技術解説(フィリップス・ジャパン)

2022年3月号

腹部画像診断におけるUSの技術の到達点

医療の変容に応えるフィリップスの新しい超音波技術

山下 文香[(株)フィリップス・ジャパン プレシジョンダイアグノシス事業部]

わが国では,2040年に65歳以上の高齢者人口がピークを迎えるとともに,生産年齢人口の減少が顕著となると言われており,医療提供体制も改革が進められてきた。例えば,国民の健康寿命延伸のため,精度高くかつ個人に最適化された医療提供が望まれてきた。さらに,近年では,新型コロナウイルス感染症(COVID-19)により,新たな課題も取りざたされている。例えば,医療技術の高度化に伴う専門性の向上により,医療スタッフが不足する事態が発生した。また,医療負担の一極集中を回避するため,かかりつけ医や在宅医療の重要性なども浮き彫りとなった。
これまでも時代の変容が技術の進歩を後押ししてきたが,フィリップスの超音波診断装置が昨今のめまぐるしい変容にどのように対応しうるかを紹介する。

■精度の高い検査と治療を提供する“PercuNav”

健康寿命の延伸のために,早期発見と早期治療は欠かせない。

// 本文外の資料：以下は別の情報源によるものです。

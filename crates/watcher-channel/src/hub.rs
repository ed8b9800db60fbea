//! Fan-out of channel events to registered subscribers.
//!
//! Each subscriber gets its own unbounded queue, so a slow subscriber never
//! causes another one to miss events. Dropping a [`ChannelSubscription`]
//! removes its queue from the hub.

use crate::ChannelEvent;
use std::collections::HashMap;
use std::sync::{Arc, Mutex, MutexGuard, Weak};
use tokio::sync::mpsc;

#[derive(Default)]
struct Registry {
	next_id: u64,
	subscribers: HashMap<u64, mpsc::UnboundedSender<ChannelEvent>>,
}

fn lock(registry: &Mutex<Registry>) -> MutexGuard<'_, Registry> {
	registry.lock().unwrap_or_else(|poisoned| poisoned.into_inner())
}

/// Registry of event subscribers shared by a channel implementation.
#[derive(Clone, Default)]
pub struct EventHub {
	registry: Arc<Mutex<Registry>>,
}

impl EventHub {
	pub fn new() -> Self {
		Self::default()
	}

	/// Registers a subscriber. It receives every event published from now on.
	pub fn subscribe(&self) -> ChannelSubscription {
		let (sender, events) = mpsc::unbounded_channel();
		let mut registry = lock(&self.registry);
		let id = registry.next_id;
		registry.next_id += 1;
		registry.subscribers.insert(id, sender);

		ChannelSubscription {
			id,
			events,
			registry: Arc::downgrade(&self.registry),
		}
	}

	/// Delivers an event to every live subscriber.
	pub fn publish(&self, event: ChannelEvent) {
		let mut registry = lock(&self.registry);
		registry
			.subscribers
			.retain(|_, sender| sender.send(event.clone()).is_ok());
	}

	/// Number of currently registered subscribers.
	pub fn subscriber_count(&self) -> usize {
		lock(&self.registry).subscribers.len()
	}
}

/// Handle to one subscriber's event queue.
///
/// Dropping the handle deregisters the subscriber.
pub struct ChannelSubscription {
	id: u64,
	events: mpsc::UnboundedReceiver<ChannelEvent>,
	registry: Weak<Mutex<Registry>>,
}

impl ChannelSubscription {
	/// Waits for the next event. Returns `None` once the channel is gone.
	pub async fn recv(&mut self) -> Option<ChannelEvent> {
		self.events.recv().await
	}

	/// Returns the next queued event without waiting.
	#[cfg(test)]
	pub fn try_recv(&mut self) -> Option<ChannelEvent> {
		self.events.try_recv().ok()
	}
}

impl Drop for ChannelSubscription {
	fn drop(&mut self) {
		if let Some(registry) = self.registry.upgrade() {
			lock(&registry).subscribers.remove(&self.id);
		}
	}
}
//! Transaction types for the watcher system.
//!
//! Only the fields the watcher reasons about are modelled explicitly. All other
//! fields (amounts, flags, affected nodes and so on) are preserved verbatim so
//! that subscribers receive the full transaction as the node reported it.

use crate::LedgerIndex;
use serde::{Deserialize, Serialize};
use serde_json::{Map, Value};
use std::fmt;

/// Classic address of a ledger account, e.g. `rHb9CJAWyB4rj91VRWn96DkukG4bwdtyTh`.
#[derive(Debug, Clone, PartialEq, Eq, PartialOrd, Ord, Hash, Serialize, Deserialize)]
#[serde(transparent)]
pub struct AccountAddress(pub String);

impl AccountAddress {
	pub fn as_str(&self) -> &str {
		&self.0
	}
}

impl fmt::Display for AccountAddress {
	fn fmt(&self, f: &mut fmt::Formatter<'_>) -> fmt::Result {
		f.write_str(&self.0)
	}
}

impl From<&str> for AccountAddress {
	fn from(s: &str) -> Self {
		Self(s.to_string())
	}
}

impl From<String> for AccountAddress {
	fn from(s: String) -> Self {
		Self(s)
	}
}

/// Transaction hash as reported by the node (64 uppercase hex characters).
#[derive(Debug, Clone, PartialEq, Eq, Hash, Serialize, Deserialize)]
#[serde(transparent)]
pub struct TransactionHash(pub String);

impl TransactionHash {
	pub fn as_str(&self) -> &str {
		&self.0
	}
}

impl fmt::Display for TransactionHash {
	fn fmt(&self, f: &mut fmt::Formatter<'_>) -> fmt::Result {
		f.write_str(&self.0)
	}
}

impl From<&str> for TransactionHash {
	fn from(s: &str) -> Self {
		Self(s.to_string())
	}
}

/// Kind of a transaction. Only payments are of interest to the watcher.
#[derive(Debug, Clone, PartialEq, Eq, Serialize, Deserialize)]
#[serde(from = "String", into = "String")]
pub enum TransactionType {
	Payment,
	Other(String),
}

impl From<String> for TransactionType {
	fn from(s: String) -> Self {
		if s == "Payment" {
			TransactionType::Payment
		} else {
			TransactionType::Other(s)
		}
	}
}

impl From<TransactionType> for String {
	fn from(t: TransactionType) -> Self {
		match t {
			TransactionType::Payment => "Payment".to_string(),
			TransactionType::Other(s) => s,
		}
	}
}

impl fmt::Display for TransactionType {
	fn fmt(&self, f: &mut fmt::Formatter<'_>) -> fmt::Result {
		match self {
			TransactionType::Payment => f.write_str("Payment"),
			TransactionType::Other(s) => f.write_str(s),
		}
	}
}

/// Outcome code assigned by the ledger engine, e.g. `tesSUCCESS` or `tecPATH_DRY`.
#[derive(Debug, Clone, PartialEq, Eq, Hash, Serialize, Deserialize)]
#[serde(transparent)]
pub struct EngineResult(pub String);

impl EngineResult {
	/// The only result code that denotes a successful transaction.
	pub const SUCCESS: &'static str = "tesSUCCESS";

	pub fn is_success(&self) -> bool {
		self.0 == Self::SUCCESS
	}

	pub fn as_str(&self) -> &str {
		&self.0
	}
}

impl fmt::Display for EngineResult {
	fn fmt(&self, f: &mut fmt::Formatter<'_>) -> fmt::Result {
		f.write_str(&self.0)
	}
}

impl From<&str> for EngineResult {
	fn from(s: &str) -> Self {
		Self(s.to_string())
	}
}

/// A transaction as it appears in the `transaction` stream and in `account_tx` pages.
#[derive(Debug, Clone, PartialEq, Serialize, Deserialize)]
pub struct Transaction {
	#[serde(rename = "TransactionType")]
	pub transaction_type: TransactionType,
	/// Sending account.
	#[serde(rename = "Account")]
	pub account: AccountAddress,
	/// Receiving account, present on payments.
	#[serde(
		rename = "Destination",
		default,
		skip_serializing_if = "Option::is_none"
	)]
	pub destination: Option<AccountAddress>,
	pub hash: TransactionHash,
	/// Ledger the transaction was included in, when the node reports it inline.
	#[serde(default, skip_serializing_if = "Option::is_none")]
	pub ledger_index: Option<LedgerIndex>,
	/// Every other field of the transaction.
	#[serde(flatten)]
	pub fields: Map<String, Value>,
}

impl Transaction {
	pub fn is_payment(&self) -> bool {
		self.transaction_type == TransactionType::Payment
	}
}

/// Execution metadata attached to a validated transaction.
#[derive(Debug, Clone, PartialEq, Serialize, Deserialize)]
pub struct TransactionMeta {
	#[serde(rename = "TransactionResult")]
	pub result: EngineResult,
	/// Every other metadata field (affected nodes, delivered amount, ...).
	#[serde(flatten)]
	pub fields: Map<String, Value>,
}

/// Payload of a `transaction` push event.
#[derive(Debug, Clone, PartialEq, Serialize, Deserialize)]
pub struct TransactionEvent {
	pub transaction: Transaction,
	pub meta: TransactionMeta,
	/// `closed` once the transaction is part of a closed ledger.
	pub status: String,
	#[serde(default)]
	pub validated: bool,
	#[serde(default, skip_serializing_if = "Option::is_none")]
	pub engine_result: Option<EngineResult>,
	#[serde(default, skip_serializing_if = "Option::is_none")]
	pub ledger_index: Option<LedgerIndex>,
}

impl TransactionEvent {
	pub fn is_closed(&self) -> bool {
		self.status == "closed"
	}

	/// Ledger index of the event, taken from the envelope or the transaction body.
	pub fn ledger(&self) -> Option<LedgerIndex> {
		self.ledger_index.or(self.transaction.ledger_index)
	}
}
//! Request results used by the watcher.
//!
//! The historical query (`account_tx`) and the transaction submission
//! (`submit`) are the two commands whose results the core inspects.

use crate::{EngineResult, Transaction, TransactionHash, TransactionMeta};
use serde::{Deserialize, Serialize};
use serde_json::Value;

/// Opaque pagination token returned by `account_tx`.
///
/// The node defines its shape; the watcher only echoes it back.
#[derive(Debug, Clone, PartialEq, Serialize, Deserialize)]
#[serde(transparent)]
pub struct Marker(pub Value);

/// One transaction entry of an `account_tx` page.
#[derive(Debug, Clone, PartialEq, Serialize, Deserialize)]
pub struct AccountTxEntry {
	pub tx: Transaction,
	pub meta: TransactionMeta,
	#[serde(default)]
	pub validated: bool,
}

/// One page of an `account_tx` response.
#[derive(Debug, Clone, PartialEq, Serialize, Deserialize)]
pub struct AccountTxPage {
	pub transactions: Vec<AccountTxEntry>,
	/// Present when more pages follow.
	#[serde(default, skip_serializing_if = "Option::is_none")]
	pub marker: Option<Marker>,
}

/// The part of the submitted transaction echoed back by `submit`.
#[derive(Debug, Clone, PartialEq, Serialize, Deserialize)]
pub struct SubmittedTransaction {
	pub hash: TransactionHash,
	#[serde(rename = "Sequence", default, skip_serializing_if = "Option::is_none")]
	pub sequence: Option<u32>,
}

/// Result of a `submit` command.
///
/// A successful response only means the node accepted the request; the
/// preliminary engine result still has to be `tesSUCCESS` for the transaction
/// to have a chance of being included in a ledger.
#[derive(Debug, Clone, PartialEq, Serialize, Deserialize)]
pub struct SubmitResult {
	pub engine_result: EngineResult,
	#[serde(default)]
	pub engine_result_code: i64,
	#[serde(default)]
	pub engine_result_message: String,
	pub tx_json: SubmittedTransaction,
}
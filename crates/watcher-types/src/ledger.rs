//! Ledger types.

use serde::{Deserialize, Serialize};

/// Sequence number of a ledger.
pub type LedgerIndex = u32;

/// Payload of a `ledgerClosed` push event from the `ledger` stream.
#[derive(Debug, Clone, PartialEq, Eq, Serialize, Deserialize)]
pub struct LedgerClosedEvent {
	/// Index of the ledger that just closed.
	pub ledger_index: LedgerIndex,
	/// Hash of the ledger that just closed.
	#[serde(default, skip_serializing_if = "Option::is_none")]
	pub ledger_hash: Option<String>,
	/// Close time in seconds since the ripple epoch.
	#[serde(default, skip_serializing_if = "Option::is_none")]
	pub ledger_time: Option<u64>,
	/// Number of transactions included in the ledger.
	#[serde(default, skip_serializing_if = "Option::is_none")]
	pub txn_count: Option<u32>,
}
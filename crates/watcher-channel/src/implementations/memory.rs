//! In-memory channel for exercising channel consumers without a node.
//!
//! [`MemoryChannel`] is handed to the code under test while the paired
//! [`MemoryRemote`] plays the node: it opens and closes the connection,
//! answers requests and pushes events. The same guarantees as the websocket
//! channel hold: ids restart on every connection, and pending requests fail
//! with [`ChannelError::Disconnected`] before `Close` is published.

use crate::{ChannelError, ChannelEvent, ChannelSubscription, EventHub, RpcChannel};
use async_trait::async_trait;
use serde_json::Value;
use std::collections::HashMap;
use std::sync::{Arc, Mutex, MutexGuard};
use std::time::Duration;
use tokio::sync::{mpsc, oneshot};
use watcher_types::{LedgerClosedEvent, LedgerIndex, TransactionEvent};

/// How long [`MemoryRemote::expect_request`] waits before giving up.
const REQUEST_WAIT: Duration = Duration::from_secs(60);

/// A request observed by the remote side.
#[derive(Debug, Clone, PartialEq)]
pub struct MemoryRequest {
	pub id: u64,
	pub command: String,
	pub params: Value,
}

#[derive(Default)]
struct State {
	connected: bool,
	next_id: u64,
	pending: HashMap<u64, oneshot::Sender<Result<Value, ChannelError>>>,
}

/// Channel side handed to the code under test.
pub struct MemoryChannel {
	hub: EventHub,
	state: Mutex<State>,
	requests: mpsc::UnboundedSender<MemoryRequest>,
	forward_all: bool,
}

impl MemoryChannel {
	/// Creates a disconnected channel and its remote.
	pub fn pair(forward_all: bool) -> (Arc<MemoryChannel>, MemoryRemote) {
		let (requests, incoming) = mpsc::unbounded_channel();
		let channel = Arc::new(MemoryChannel {
			hub: EventHub::new(),
			state: Mutex::new(State::default()),
			requests,
			forward_all,
		});
		let remote = MemoryRemote {
			channel: channel.clone(),
			incoming,
		};
		(channel, remote)
	}

	fn state(&self) -> MutexGuard<'_, State> {
		self.state.lock().unwrap_or_else(|poisoned| poisoned.into_inner())
	}

	/// Number of registered event subscribers.
	pub fn subscriber_count(&self) -> usize {
		self.hub.subscriber_count()
	}
}

#[async_trait]
impl RpcChannel for MemoryChannel {
	async fn request(&self, command: &str, params: Value) -> Result<Value, ChannelError> {
		let reply = {
			let mut state = self.state();
			if !state.connected {
				return Err(ChannelError::NotConnected);
			}
			let id = state.next_id;
			state.next_id += 1;
			let (sender, reply) = oneshot::channel();
			state.pending.insert(id, sender);
			let _ = self.requests.send(MemoryRequest {
				id,
				command: command.to_string(),
				params,
			});
			reply
		};

		match reply.await {
			Ok(result) => result,
			Err(_) => Err(ChannelError::Disconnected),
		}
	}

	fn subscribe(&self) -> ChannelSubscription {
		self.hub.subscribe()
	}

	fn is_connected(&self) -> bool {
		self.state().connected
	}

	fn forwards_all_transactions(&self) -> bool {
		self.forward_all
	}
}

/// Node side of a [`MemoryChannel`].
pub struct MemoryRemote {
	channel: Arc<MemoryChannel>,
	incoming: mpsc::UnboundedReceiver<MemoryRequest>,
}

impl MemoryRemote {
	/// Establishes a connection and publishes `Open`.
	pub fn open(&self) {
		{
			let mut state = self.channel.state();
			state.connected = true;
			state.next_id = 0;
		}
		self.channel.hub.publish(ChannelEvent::Open);
	}

	/// Drops the connection: fails pending requests, then publishes `Close`.
	pub fn close(&mut self) {
		let pending = {
			let mut state = self.channel.state();
			state.connected = false;
			std::mem::take(&mut state.pending)
		};
		for (_, sender) in pending {
			let _ = sender.send(Err(ChannelError::Disconnected));
		}
		while self.incoming.try_recv().is_ok() {}
		self.channel.hub.publish(ChannelEvent::Close);
	}

	/// Answers the request with the given id. Returns false if it is no longer pending.
	pub fn respond(&self, id: u64, reply: Result<Value, ChannelError>) -> bool {
		let sender = self.channel.state().pending.remove(&id);
		match sender {
			Some(sender) => sender.send(reply).is_ok(),
			None => false,
		}
	}

	/// Waits for the next request issued through the channel.
	pub async fn next_request(&mut self) -> Option<MemoryRequest> {
		tokio::time::timeout(REQUEST_WAIT, self.incoming.recv())
			.await
			.ok()
			.flatten()
	}

	/// Waits for the next request and checks its command.
	///
	/// # Panics
	///
	/// Panics if no request arrives or the command differs.
	pub async fn expect_request(&mut self, command: &str) -> MemoryRequest {
		match self.next_request().await {
			Some(request) if request.command == command => request,
			Some(request) => panic!("expected '{}' request, got {:?}", command, request),
			None => panic!("expected '{}' request, got none", command),
		}
	}

	/// Returns an already issued request without waiting.
	pub fn try_next_request(&mut self) -> Option<MemoryRequest> {
		self.incoming.try_recv().ok()
	}

	/// Pushes a transaction event, honouring the channel's forwarding mode.
	pub fn push_transaction(&self, event: TransactionEvent) {
		let succeeded = event
			.engine_result
			.as_ref()
			.map_or(event.meta.result.is_success(), |r| r.is_success());
		if self.channel.forward_all || succeeded {
			self.channel
				.hub
				.publish(ChannelEvent::Transaction(Box::new(event)));
		}
	}

	/// Pushes a `ledgerClosed` event.
	pub fn push_ledger_closed(&self, ledger_index: LedgerIndex) {
		self.channel
			.hub
			.publish(ChannelEvent::LedgerClosed(LedgerClosedEvent {
				ledger_index,
				ledger_hash: None,
				ledger_time: None,
				txn_count: None,
			}));
	}
}

#[cfg(test)]
mod tests {
	use super::*;
	use serde_json::json;

	#[tokio::test]
	async fn test_request_requires_connection() {
		let (channel, _remote) = MemoryChannel::pair(true);
		let result = channel.request("ping", Value::Null).await;
		assert_eq!(result, Err(ChannelError::NotConnected));
	}

	#[tokio::test]
	async fn test_request_roundtrip() {
		let (channel, mut remote) = MemoryChannel::pair(true);
		remote.open();

		let task = {
			let channel = channel.clone();
			tokio::spawn(async move { channel.request("ping", json!({"a": 1})).await })
		};

		let request = remote.expect_request("ping").await;
		assert_eq!(request.id, 0);
		assert_eq!(request.params, json!({"a": 1}));
		assert!(remote.respond(request.id, Ok(json!({"pong": true}))));

		assert_eq!(task.await.unwrap(), Ok(json!({"pong": true})));
	}

	#[tokio::test]
	async fn test_close_fails_pending_then_publishes() {
		let (channel, mut remote) = MemoryChannel::pair(true);
		let mut events = channel.subscribe();
		remote.open();
		assert_eq!(events.recv().await, Some(ChannelEvent::Open));

		let task = {
			let channel = channel.clone();
			tokio::spawn(async move { channel.request("ping", Value::Null).await })
		};
		let request = remote.expect_request("ping").await;

		remote.close();

		assert_eq!(task.await.unwrap(), Err(ChannelError::Disconnected));
		assert!(!remote.respond(request.id, Ok(Value::Null)));
		assert_eq!(events.recv().await, Some(ChannelEvent::Close));
	}
}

超音波診断装置は,スクリーニングやフォローアップにおいて重要な役割を担っているが,施行者のスキャン技術に依存しない再現性の担保は課題である。さらに,治療ではリアルタイムで臓器を描出し,低侵襲な治療を精度高く施行することが求められている。肝臓領域でのクリーニングや治療において,イメージフュージョンが再現性や精度の向上に貢献することは言うまでもないが,日常の検査に取り入れるためには,短時間で簡単かつ正確な位置合わせが重要である。
フィリップスのPercuNavは,自動で1分以内に位置合わせが完了する“Auto Registration”を採用している。このAuto Registrationには,Anatomical Intelligence(A.I.)の技術が用いられており,3D超音波画像内から指紋認証や顔認証の技術を応用して肝臓の血管や形態を自動認識するため,精度の高い位置合わせが可能である(図1)。また,PercuNavは中級機種にも搭載可能なため,治療のみならず,スクリーニングやフォローアップにも気軽に導入でき,検査の再現性向上が期待される。
さらに,治療においてはセミオートで3D腫瘍輪郭マーカーを表示することができ,腫瘍の立体的な位置把握やsafety marginの設定に役立つ。治療前に焼灼範囲をシミュレーションすることが可能となり,より精度の高い治療に貢献する(図2)。

図1 Anatomical Intelligenceを用いた自動位置合わせ

図1 Anatomical Intelligenceを用いた自動位置合わせ

 

図2 セミオートでトレースされた腫瘍(水色)とsafety margin(白) (画像提供:岩手医科大学病院・黒田英克先生)

図2 セミオートでトレースされた腫瘍(水色)とsafety margin(白)
(画像提供:岩手医科大学病院・黒田英克先生)

 

■遠隔地とのコミュニケーションを可能にした“Reacts”

前述のとおり,超音波診断装置にも課題はあるものの,使い方によっては誰でも簡単に使用できる手軽さは大きな強みである。携帯型超音波診断装置「Lumify」は,血圧計や聴診器のように簡単に扱え,即座に有用な情報が得られることをめざし,遠隔診療支援機能Reacts(Reacts機能)というコミュニケーションツールを搭載した。これは検査している現場と遠方にいる医療従事者とをリアルタイムでつなぎ,診断をサポートする機能である。Reacts機能は,撮像している超音波画像はもとより,タブレットのカメラ画像や遠隔地で使用しているデバイスのカメラ画像も同時に共有できる。さらに,ポインタ機能を使用し,画像上で指示することも可能である(図3)。隔離病床や在宅医療などにReacts機能を用いた超音波検査を加えることで,スムーズな治療方針の決定に役立つ。

図3 LumifyとReacts機能を用いた検査の様子

図3 LumifyとReacts機能を用いた検査の様子

 

フィリップスはこれからも,医療現場の変容に技術で迅速に対応,貢献していくことを約束する。